Par le député Bernard CARAYON*. 

Défense de l’italianité d’un système bancaire, consolidation capitalistique par Porsche de la germanité de Volkswagen, protection par le gouvernement Zapatero de l’électricien Endesa,  réticences britanniques à ce que Gazprom acquiert Centrica, résistances et obstructions américaines à Lenovo et Cnooc, notre ministre du Commerce extérieure l’exprimait si bien à son retour de la 6e conférence ministérielle de l’Organisation mondiale du commerce (OMC) à Hong-Kong (13-18 décembre 2005), « tous les pays font du patriotisme économique ». L’auteur, spécialiste de l’intelligence économique, nous explique ce que revêt la notion de patriotisme économique.  

 

* Bernard Carayon est député du Tarn et président de la fondation d’entreprise Prometheus.

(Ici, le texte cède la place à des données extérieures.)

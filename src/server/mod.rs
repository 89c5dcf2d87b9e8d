//! HTTP API - JSON boundary around the PDE calculation
//!
//! Routes:
//! - `POST /api/calculate` - compute a PDE from a JSON body
//! - `GET /api/species` - species keys for the F1 table
//! - `GET /api/durations` - duration keys for the F3 table
//! - `GET /` - informational page

pub mod page;
pub mod request;

use bytes::Bytes;
use http_body_util::{BodyExt, Full, LengthLimitError, Limited};
use hyper::body::Incoming;
use hyper::header::{HeaderValue, CONTENT_TYPE};
use hyper::server::conn::http1;
use hyper::service::service_fn;
use hyper::{Method, Request, Response, StatusCode};
use hyper_util::rt::TokioIo;
use miette::Diagnostic;
use serde::Serialize;
use serde_json::Value;
use std::convert::Infallible;
use std::future::Future;
use std::net::SocketAddr;
use std::sync::Arc;
use thiserror::Error;
use tokio::net::TcpListener;

use crate::core::factors::{duration_keys, species_keys};
use crate::core::pde::compute_pde;
use crate::core::report::PdeReport;
use page::{PageError, Pages};
use request::inputs_from_json;

/// Largest request body accepted, in bytes
pub const MAX_BODY_BYTES: usize = 64 * 1024;

const JSON: &str = "application/json";
const HTML: &str = "text/html; charset=utf-8";

#[derive(Debug, Error, Diagnostic)]
pub enum ServerError {
    #[error("Failed to bind {addr}: {source}")]
    #[diagnostic(
        code(pdecalc::server::bind),
        help("Pick another address with --bind or PDECALC_BIND")
    )]
    Bind {
        addr: String,
        #[source]
        source: std::io::Error,
    },

    #[error("IO error: {0}")]
    Io(#[from] std::io::Error),

    #[error(transparent)]
    Page(#[from] PageError),
}

/// A fully rendered response, independent of the transport
#[derive(Debug, Clone, PartialEq)]
pub struct ApiResponse {
    pub status: StatusCode,
    pub content_type: &'static str,
    pub body: Bytes,
}

#[derive(Serialize)]
struct ErrorBody<'a> {
    error: &'a str,
}

impl ApiResponse {
    fn json<T: Serialize + ?Sized>(status: StatusCode, value: &T) -> Self {
        match serde_json::to_vec(value) {
            Ok(body) => Self {
                status,
                content_type: JSON,
                body: Bytes::from(body),
            },
            Err(e) => Self::error(StatusCode::INTERNAL_SERVER_ERROR, &e.to_string()),
        }
    }

    /// `{"error": message}` with the given status
    pub fn error(status: StatusCode, message: &str) -> Self {
        let body = serde_json::to_vec(&ErrorBody { error: message })
            .unwrap_or_else(|_| br#"{"error":"internal error"}"#.to_vec());
        Self {
            status,
            content_type: JSON,
            body: Bytes::from(body),
        }
    }

    fn html(body: String) -> Self {
        Self {
            status: StatusCode::OK,
            content_type: HTML,
            body: Bytes::from(body),
        }
    }

    fn into_hyper(self) -> Response<Full<Bytes>> {
        let mut response = Response::new(Full::new(self.body));
        *response.status_mut() = self.status;
        response
            .headers_mut()
            .insert(CONTENT_TYPE, HeaderValue::from_static(self.content_type));
        response
    }
}

/// Request router holding the pre-loaded page templates
pub struct Api {
    pages: Pages,
}

impl Api {
    pub fn new() -> Result<Self, ServerError> {
        Ok(Self {
            pages: Pages::new()?,
        })
    }

    /// Dispatch one request to its handler
    pub fn route(&self, method: &Method, path: &str, body: &[u8]) -> ApiResponse {
        match (method, path) {
            (&Method::POST, "/api/calculate") => calculate(body),
            (&Method::GET, "/api/species") => ApiResponse::json(StatusCode::OK, &species_keys()),
            (&Method::GET, "/api/durations") => {
                ApiResponse::json(StatusCode::OK, &duration_keys())
            }
            (&Method::GET, "/") => match self.pages.index() {
                Ok(html) => ApiResponse::html(html),
                Err(e) => {
                    tracing::error!(error = %e, "failed to render index page");
                    ApiResponse::error(StatusCode::INTERNAL_SERVER_ERROR, "internal error")
                }
            },
            (_, "/api/calculate" | "/api/species" | "/api/durations" | "/") => {
                ApiResponse::error(StatusCode::METHOD_NOT_ALLOWED, "method not allowed")
            }
            _ => ApiResponse::error(StatusCode::NOT_FOUND, "not found"),
        }
    }
}

fn calculate(body: &[u8]) -> ApiResponse {
    let parsed: Value = match serde_json::from_slice(body) {
        Ok(v) => v,
        Err(e) => {
            return ApiResponse::error(StatusCode::BAD_REQUEST, &format!("invalid JSON: {}", e))
        }
    };
    let Value::Object(fields) = parsed else {
        return ApiResponse::error(StatusCode::BAD_REQUEST, "request body must be a JSON object");
    };

    let outcome = inputs_from_json(&fields)
        .and_then(|inputs| compute_pde(&inputs).map(|result| PdeReport::new(&inputs, &result)));

    match outcome {
        Ok(report) => {
            tracing::debug!(pde = report.pde, total_factor = report.total_factor, "calculated");
            ApiResponse::json(StatusCode::OK, &report)
        }
        Err(e) => {
            tracing::debug!(kind = e.kind(), error = %e, "calculation rejected");
            ApiResponse::error(StatusCode::BAD_REQUEST, &e.to_string())
        }
    }
}

async fn handle(
    api: Arc<Api>,
    req: Request<Incoming>,
) -> Result<Response<Full<Bytes>>, Infallible> {
    let method = req.method().clone();
    let path = req.uri().path().to_string();

    let response = match Limited::new(req.into_body(), MAX_BODY_BYTES).collect().await {
        Ok(collected) => api.route(&method, &path, &collected.to_bytes()),
        Err(e) if e.downcast_ref::<LengthLimitError>().is_some() => ApiResponse::error(
            StatusCode::BAD_REQUEST,
            &format!("request body exceeds {} bytes", MAX_BODY_BYTES),
        ),
        Err(e) => ApiResponse::error(
            StatusCode::BAD_REQUEST,
            &format!("unreadable request body: {}", e),
        ),
    };

    tracing::info!(%method, %path, status = response.status.as_u16(), "request");
    Ok(response.into_hyper())
}

/// Bind the listening socket
pub async fn bind(addr: &str) -> Result<TcpListener, ServerError> {
    TcpListener::bind(addr)
        .await
        .map_err(|source| ServerError::Bind {
            addr: addr.to_string(),
            source,
        })
}

/// Resolves when the process receives Ctrl-C
pub async fn shutdown_signal() {
    if let Err(e) = tokio::signal::ctrl_c().await {
        tracing::warn!(error = %e, "cannot listen for Ctrl-C; running until killed");
        std::future::pending::<()>().await;
    }
}

/// Accept connections until `shutdown` resolves
pub async fn serve<F>(listener: TcpListener, api: Arc<Api>, shutdown: F) -> Result<(), ServerError>
where
    F: Future<Output = ()>,
{
    let local: SocketAddr = listener.local_addr()?;
    tracing::info!(addr = %local, "listening");

    tokio::pin!(shutdown);
    loop {
        tokio::select! {
            accepted = listener.accept() => {
                let (stream, peer) = match accepted {
                    Ok(conn) => conn,
                    Err(e) => {
                        tracing::warn!(error = %e, "accept failed");
                        continue;
                    }
                };
                let api = Arc::clone(&api);
                tokio::spawn(async move {
                    let service = service_fn(move |req| handle(Arc::clone(&api), req));
                    if let Err(e) = http1::Builder::new()
                        .serve_connection(TokioIo::new(stream), service)
                        .await
                    {
                        tracing::debug!(%peer, error = %e, "connection error");
                    }
                });
            }
            _ = &mut shutdown => {
                tracing::info!("shutting down");
                return Ok(());
            }
        }
    }
}

#[cfg(test)]
mod tests {
    use super::*;

    fn api() -> Api {
        Api::new().unwrap()
    }

    fn post(body: &str) -> (StatusCode, Value) {
        let response = api().route(&Method::POST, "/api/calculate", body.as_bytes());
        assert_eq!(response.content_type, JSON);
        let json = serde_json::from_slice(&response.body).unwrap();
        (response.status, json)
    }

    #[test]
    fn test_rat_noael() {
        let (status, json) = post(
            r#"{"noael": 50, "humanWeight": 50, "species": "rat", "f2": 10, "f3": "1", "f4": 1, "f5": 1}"#,
        );
        assert_eq!(status, StatusCode::OK);
        assert_eq!(json["pde"], 50.0);
        assert_eq!(json["f1"], 5.0);
        assert_eq!(json["totalFactor"], 50.0);
    }

    #[test]
    fn test_rabbit_loael() {
        let (status, json) = post(
            r#"{"noael": 10, "species": "rabbit", "f3": "10", "f4": 5, "f5": 10, "doseType": "loael"}"#,
        );
        assert_eq!(status, StatusCode::OK);
        assert!((json["pde"].as_f64().unwrap() - 0.04).abs() < 1e-12);
        assert_eq!(json["totalFactor"], 12500.0);
    }

    #[test]
    fn test_loael_floor_reported() {
        let (status, json) = post(r#"{"noael": 10, "f5": 1, "doseType": "loael"}"#);
        assert_eq!(status, StatusCode::OK);
        assert_eq!(json["f5"], 10.0);
    }

    #[test]
    fn test_unknown_species_is_bad_request() {
        let (status, json) = post(r#"{"noael": 10, "species": "unknown_animal"}"#);
        assert_eq!(status, StatusCode::BAD_REQUEST);
        assert!(json["error"]
            .as_str()
            .unwrap()
            .starts_with("Unknown species 'unknown_animal'"));
    }

    #[test]
    fn test_zero_f1_is_bad_request() {
        let (status, json) = post(r#"{"noael": 10, "f1": 0, "f2": 10, "f3": 1, "f4": 1, "f5": 1}"#);
        assert_eq!(status, StatusCode::BAD_REQUEST);
        assert!(json["error"].as_str().unwrap().contains("denominator"));
    }

    #[test]
    fn test_overflow_is_bad_request() {
        let (status, json) = post(r#"{"noael": 1e300, "humanWeight": 1e300}"#);
        assert_eq!(status, StatusCode::BAD_REQUEST);
        assert!(json["error"].as_str().unwrap().contains("overflowed"));

        let (status, json) = post(r#"{"noael": 10, "f1": 1e200, "f2": 1e200}"#);
        assert_eq!(status, StatusCode::BAD_REQUEST);
        assert!(json["error"].as_str().unwrap().contains("denominator"));
    }

    #[test]
    fn test_invalid_json() {
        let (status, json) = post("{not json");
        assert_eq!(status, StatusCode::BAD_REQUEST);
        assert!(json["error"].as_str().unwrap().starts_with("invalid JSON"));
    }

    #[test]
    fn test_non_object_body() {
        let (status, _) = post("[1, 2, 3]");
        assert_eq!(status, StatusCode::BAD_REQUEST);
    }

    #[test]
    fn test_species_listing() {
        let response = api().route(&Method::GET, "/api/species", b"");
        assert_eq!(response.status, StatusCode::OK);
        let keys: Vec<String> = serde_json::from_slice(&response.body).unwrap();
        assert_eq!(keys, ["mouse", "rat", "rabbit", "dog", "monkey", "human"]);
    }

    #[test]
    fn test_duration_listing() {
        let response = api().route(&Method::GET, "/api/durations", b"");
        let keys: Vec<String> = serde_json::from_slice(&response.body).unwrap();
        assert_eq!(keys, ["1", "2", "5", "10"]);
    }

    #[test]
    fn test_index_page() {
        let response = api().route(&Method::GET, "/", b"");
        assert_eq!(response.status, StatusCode::OK);
        assert_eq!(response.content_type, HTML);
    }

    #[test]
    fn test_wrong_method_and_unknown_path() {
        let api = api();
        assert_eq!(
            api.route(&Method::GET, "/api/calculate", b"").status,
            StatusCode::METHOD_NOT_ALLOWED
        );
        assert_eq!(
            api.route(&Method::GET, "/nope", b"").status,
            StatusCode::NOT_FOUND
        );
    }
}
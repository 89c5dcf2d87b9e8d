//! CLI command implementations

pub mod batch;
pub mod calc;
pub mod completions;
pub mod config;
pub mod factors;
pub mod serve;
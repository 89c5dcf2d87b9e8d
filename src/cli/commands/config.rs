//! `pdecalc config` command - Configuration management
//!
//! Provides commands to view and modify pdecalc configuration.

use clap::Subcommand;
use console::style;
use miette::{IntoDiagnostic, Result};
use std::fs;
use std::path::PathBuf;

use crate::cli::{GlobalOpts, OutputFormat};
use crate::core::config::DEFAULT_BIND;
use crate::core::Config;

#[derive(Subcommand, Debug)]
pub enum ConfigCommands {
    /// Show current configuration values
    Show(ShowArgs),

    /// Set a configuration value
    Set(SetArgs),

    /// Unset (remove) a configuration value
    Unset(UnsetArgs),

    /// Show the path of the configuration file
    Path,

    /// List all available configuration keys
    Keys,
}

#[derive(clap::Args, Debug)]
pub struct ShowArgs {
    /// Show only this key's value
    pub key: Option<String>,
}

#[derive(clap::Args, Debug)]
pub struct SetArgs {
    /// Configuration key (e.g., bind, default_format)
    pub key: String,

    /// Value to set
    pub value: String,
}

#[derive(clap::Args, Debug)]
pub struct UnsetArgs {
    /// Configuration key to remove
    pub key: String,
}

/// Valid configuration keys
const VALID_KEYS: &[(&str, &str)] = &[
    ("bind", "Listen address for `pdecalc serve`"),
    (
        "default_format",
        "Default output format (auto, json, yaml, csv, tsv, md)",
    ),
    ("log", "Log filter directive (e.g. info, pdecalc=debug)"),
];

/// Run a config subcommand
pub fn run(cmd: ConfigCommands, _global: &GlobalOpts, config: &Config) -> Result<()> {
    match cmd {
        ConfigCommands::Show(args) => run_show(args, config),
        ConfigCommands::Set(args) => run_set(args),
        ConfigCommands::Unset(args) => run_unset(args),
        ConfigCommands::Path => run_path(),
        ConfigCommands::Keys => run_keys(),
    }
}

fn run_show(args: ShowArgs, config: &Config) -> Result<()> {
    // If a specific key is requested, show just that value
    if let Some(key) = &args.key {
        validate_key(key)?;
        let value = get_config_value(config, key);
        if let Some(v) = value {
            println!("{}", v);
        } else {
            return Err(miette::miette!("Key '{}' is not set", key));
        }
        return Ok(());
    }

    println!("{}", style("Effective Configuration").bold().underlined());
    println!();

    print_config_value("bind", config.bind.as_deref(), Some(DEFAULT_BIND));
    print_config_value("default_format", config.default_format.as_deref(), Some("auto"));
    print_config_value("log", config.log.as_deref(), None);

    println!();
    println!("{}", style("Config Sources (in priority order):").dim());
    println!("  1. Environment variables (PDECALC_BIND, PDECALC_FORMAT, PDECALC_LOG)");
    println!("  2. File named by PDECALC_CONFIG");
    println!("  3. Global config (~/.config/pdecalc/config.yaml)");

    Ok(())
}

fn run_set(args: SetArgs) -> Result<()> {
    validate_key(&args.key)?;
    validate_value(&args.key, &args.value)?;
    let config_path = get_config_path()?;

    // Load existing config or create new
    let mut config_map: serde_yml::Value = if config_path.exists() {
        let content = fs::read_to_string(&config_path).into_diagnostic()?;
        let parsed: serde_yml::Value =
            serde_yml::from_str(&content).unwrap_or(serde_yml::Value::Mapping(Default::default()));
        // If the file was empty or null, use an empty mapping
        if parsed.is_null() {
            serde_yml::Value::Mapping(Default::default())
        } else {
            parsed
        }
    } else {
        serde_yml::Value::Mapping(Default::default())
    };

    let serde_yml::Value::Mapping(map) = &mut config_map else {
        return Err(miette::miette!(
            "Config file is not a YAML mapping: {}",
            config_path.display()
        ));
    };
    map.insert(
        serde_yml::Value::String(args.key.clone()),
        serde_yml::Value::String(args.value.clone()),
    );

    // Ensure parent directory exists
    if let Some(parent) = config_path.parent() {
        fs::create_dir_all(parent).into_diagnostic()?;
    }

    // Write back
    let yaml = serde_yml::to_string(&config_map).into_diagnostic()?;
    fs::write(&config_path, yaml).into_diagnostic()?;

    println!(
        "{} Set {} {} {} in {}",
        style("✓").green(),
        style(&args.key).cyan(),
        style("→").dim(),
        style(&args.value).yellow(),
        config_path.display()
    );

    Ok(())
}

fn run_unset(args: UnsetArgs) -> Result<()> {
    validate_key(&args.key)?;
    let config_path = get_config_path()?;

    if !config_path.exists() {
        return Err(miette::miette!(
            "Config file does not exist: {}",
            config_path.display()
        ));
    }

    let content = fs::read_to_string(&config_path).into_diagnostic()?;
    let mut config_map: serde_yml::Value =
        serde_yml::from_str(&content).unwrap_or(serde_yml::Value::Mapping(Default::default()));

    let removed = match &mut config_map {
        serde_yml::Value::Mapping(map) => map
            .remove(&serde_yml::Value::String(args.key.clone()))
            .is_some(),
        _ => false,
    };

    if !removed {
        return Err(miette::miette!("Key '{}' not found in config", args.key));
    }

    let yaml = serde_yml::to_string(&config_map).into_diagnostic()?;
    fs::write(&config_path, yaml).into_diagnostic()?;

    println!(
        "{} Removed {} from {}",
        style("✓").green(),
        style(&args.key).cyan(),
        config_path.display()
    );

    Ok(())
}

fn run_path() -> Result<()> {
    let path = get_config_path()?;
    println!("{}", path.display());
    Ok(())
}

fn run_keys() -> Result<()> {
    println!("{}", style("Available configuration keys:").bold());
    println!();

    for (key, description) in VALID_KEYS {
        println!("  {:<20} {}", style(key).cyan(), style(description).dim());
    }

    println!();
    println!(
        "{}",
        style("Use 'pdecalc config set <key> <value>' to set a value.").dim()
    );

    Ok(())
}

// Helper functions

/// File that `set`/`unset` edit: PDECALC_CONFIG if given, else the global config
fn get_config_path() -> Result<PathBuf> {
    Config::env_config_path()
        .or_else(Config::global_config_path)
        .ok_or_else(|| miette::miette!("Could not determine global config directory"))
}

fn validate_key(key: &str) -> Result<()> {
    if VALID_KEYS.iter().any(|(k, _)| *k == key) {
        Ok(())
    } else {
        let known: Vec<&str> = VALID_KEYS.iter().map(|(k, _)| *k).collect();
        Err(miette::miette!(
            "Unknown config key '{}'. Known: {}",
            key,
            known.join(", ")
        ))
    }
}

fn validate_value(key: &str, value: &str) -> Result<()> {
    if key == "default_format" {
        use clap::ValueEnum;
        OutputFormat::from_str(value, true)
            .map_err(|_| miette::miette!("'{}' is not an output format", value))?;
    }
    Ok(())
}

fn get_config_value(config: &Config, key: &str) -> Option<String> {
    match key {
        "bind" => config.bind.clone(),
        "default_format" => config.default_format.clone(),
        "log" => config.log.clone(),
        _ => None,
    }
}

fn print_config_value(key: &str, value: Option<&str>, default: Option<&str>) {
    match (value, default) {
        (Some(v), _) => println!("  {}: {}", style(key).cyan(), style(v).yellow()),
        (None, Some(d)) => println!(
            "  {}: {} {}",
            style(key).cyan(),
            d,
            style("(default)").dim()
        ),
        (None, None) => println!("  {}: {}", style(key).cyan(), style("(not set)").dim()),
    }
}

En 2003, il a été chargé, par le Premier  ministre, d’une mission temporaire sur l’intelligence économique. En juin 2003, il a remis son rapport « Intelligence économique, compétitivité et cohésion sociale ». Ce rapport est disponible sur Internet :

 www.bcarayon-ie.com.   

 

(1) Il autorise, au cas par cas, le gouvernement américain à mener une enquête pour, éventuellement, bloquer le rachat d’une société américaine par des étrangers, lorsqu’il porte atteinte à la sécurité nationale.  

 

La France est sans doute le seul pays au monde où l’idée de patriotisme économique ait suscité la surprise et l’interrogation. Parce que l’on débat encore sur la nationalité de nos entreprises, sur la définition de secteurs dits "sensibles", sur l’opportunité de lutter à armes égales avec nos concurrents, sur la nécessité d’élaborer, enfin, un vrai projet collectif. La création du Committee on foreign investments in the United States (CFIUS) aux États-Unis, il y a une trentaine d’années, et l’amendement “Exon-Florio”(1), apporté à une loi presque cinquantenaire, auraient dû  contribuer à faire évoluer depuis longtemps la réflexion française et plus encore celle de l’Union européenne, qui,  selon les termes d’une correspondance que m’a adressée Peter Mandelson, commissaire européen pour le commerce extérieur, « a critiqué à plusieurs reprises l’interprétation très large de la notion de sécurité nationale faite par  le CFIUS ». Débat clôt depuis trente ans aux États-Unis, le patriotisme économique, en France, n’a émergé que depuis que je l’ai placé au cœur de la politique publique d’intelligence économique (2) et que le Premier ministre s’en est publiquement emparé (3). La vision d’une génération, marquée par le condominium américano-soviétique, était restée binaire dans son appréhension du monde. Cette génération commence à comprendre que l’on peut être solidaire des Américains et des Anglais dans la lutte antiterroriste, sans pour autant être dupe de l’hypocrisie de nos grands concurrents lorsqu’ils imposent leurs valeurs, leur droit et leurs règles de gouvernance mondiale, puis s’empressent de les contourner ou de les violer quand leurs intérêts nationaux sont en jeu. Une nouvelle grille de lecture de la mondialisation s’est imposée. L’idée que l’accélération ininterrompue de la circulation des hommes, des idées, des capitaux et des technologies devait nécessairement générer la paix, la prospérité, la démocratie, a vécu. Partout, la perception des nouvelles menaces – terrorisme, déséquilibres écologiques et énergétiques, nouvelles formes de communication – a restauré le poids et la légitimité de l’action publique, nationale ou internationale. Qui peut contester qu’il revient à l’État de déterminer les priorités nationales, d’élaborer des stratégies collectives et de se donner les moyens de les accomplir ?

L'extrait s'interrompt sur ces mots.